LMOPS Optical materials, photonics and systems
- Latin: Laboratoire Matériaux Optiques, Photonique & Systèmes
- Established: 2000
- Field of research: Physics, Chemistry, Materials, Optics, Photonics
- Director: Nicolas Fressengeas
- Faculty: 26
- Students: 30
- Location: Metz, France
- Affiliations: Université de Lorraine CentraleSupélec
- Website: lmops.univ-lorraine.fr

= Optical materials, photonics and systems laboratory =

The optical materials, photonics and systems laboratory (LMOPS) gathers researchers from Lorraine university and from CentraleSupélec, in the cities of Metz, Saint-Avold and Thionville. The research themes lie in the fields of materials in general and optical materials more specifically, non linear optics, optical sensors and photovoltaics. Almost 30 researchers are working in the laboratory, side by side with roughly the same number of PhD students. The LMOPS was created in the year 2000, building from its ancestor, the Laboratoire Matériaux optiques à propriétés spécifiques, which belonged to the Metz university, which teamed with Supélec in 2000.

== Location ==
The LMOPS laboratory is spread over 4 cities:
- Its central part is situated in the Technopôle de Metz within the Metz campus of CentraleSupélec
- A second site in Metz is hosted by the Sciences fondamentales et appliquées Lorraine university unit, within the Institute for Material Physics and Chemistry
- the Saint-Avold site is hosted by the Institut universitaire de technologie de Moselle-Est, within the Lorraine university
- the Thionville site is hosted by the Institut universitaire de technologie de Thionville-Yutz within the Lorraine university.

== Research teams ==
The research activities within the LMOPS are structured through 4 research teams.
- The Functional Materials team deals with materials in general, particularly optical materials and polymers
- The Photonics team is mainly devoted to non linear optics
- The Raman sensors & Optical control team has a strong background in Raman spectroscopy
- The Photovoltaics team studies materials and systems for the harvesting of solar energy

== Facilities ==

The LMOPS laboratory’s equipment includes many optical spectrometers.
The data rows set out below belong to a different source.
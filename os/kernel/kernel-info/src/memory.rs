//! # Memory Layout

use kernel_memory_addresses::{FRAME_SIZE, VirtualAddress, VirtualRange};

/// Lowest user-space address handed out. The page at zero stays unmapped so
/// null dereferences fault.
pub const USER_SPACE_START: u64 = 0x0000_0000_0000_1000;

/// Exclusive end of the user-space window (end of the canonical lower half).
pub const USER_SPACE_END: u64 = 0x0000_8000_0000_0000;

/// First kernel-space address (start of the canonical upper half).
pub const KERNEL_SPACE_START: u64 = 0xffff_8000_0000_0000;

/// A simple Higher Half Direct Map (HHDM) base.
/// Anything mapped at [`HHDM_BASE`] + `pa` lets the kernel
/// access physical memory via a fixed offset.
pub const HHDM_BASE: u64 = 0xffff_8880_0000_0000;

/// Start of the window kernel regions are allocated from.
pub const KERNEL_REGIONS_START: u64 = 0xffff_c000_0000_0000;

/// Exclusive end of the kernel region window.
pub const KERNEL_REGIONS_END: u64 = 0xffff_e000_0000_0000;

/// Where the kernel executes (VMA).
pub const KERNEL_BASE: u64 = 0xffff_ffff_8000_0000;

/// The window user regions must lie in.
#[must_use]
pub const fn user_window() -> VirtualRange {
    VirtualRange::from_bounds(
        VirtualAddress::new(USER_SPACE_START),
        VirtualAddress::new(USER_SPACE_END),
    )
}

/// The window kernel regions are placed in.
#[must_use]
pub const fn kernel_window() -> VirtualRange {
    VirtualRange::from_bounds(
        VirtualAddress::new(KERNEL_REGIONS_START),
        VirtualAddress::new(KERNEL_REGIONS_END),
    )
}

const _: () = {
    assert!(USER_SPACE_START.is_multiple_of(FRAME_SIZE));
    assert!(USER_SPACE_END.is_multiple_of(FRAME_SIZE));
    assert!(USER_SPACE_END <= KERNEL_SPACE_START);
    assert!(HHDM_BASE >= KERNEL_SPACE_START);
    assert!(KERNEL_REGIONS_START > HHDM_BASE);
    assert!(KERNEL_REGIONS_END <= KERNEL_BASE);
    assert!(KERNEL_REGIONS_START.is_multiple_of(FRAME_SIZE));
};

#[cfg(test)]
mod tests {
    use super::*;

    #[test]
    fn windows_do_not_overlap() {
        let user = user_window();
        let kernel = kernel_window();
        assert!(!user.overlaps(&kernel));
        assert!(user.contains(VirtualAddress::new(0x1000)));
        assert!(!user.contains(VirtualAddress::new(0)));
        assert!(kernel.contains(VirtualAddress::new(KERNEL_REGIONS_START)));
        assert!(!kernel.contains(VirtualAddress::new(KERNEL_REGIONS_END)));
    }
}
One member of the team is specialized in Raman Spectroscopy and works with many kinds of Raman spectrometers. absorption spectrometers can also be found in the laboratory as well as X-ray fluorescence spectrometers.

The electrical characterization of materials and devices is also an important aspect of the LMOPS activities. Facilities are available for measuring current-voltage curves as a function of temperature if necessary, for determining the charge carriers, and for measuring capacity-voltage and impedance curves.

Finally, besides the many laser sources which are always needed in such a laboratory, the LMOPS can rely on heavy equipment for actual material fabrication, such as ovens using the Czochralski process to grow bulk non linear crystals to be used for laser frequency doubling, and MOVPE equipment for the deposition of thin layers of semi-conductors. The laboratory also can use a lightweight micro-pulling down crystalline fibre machine.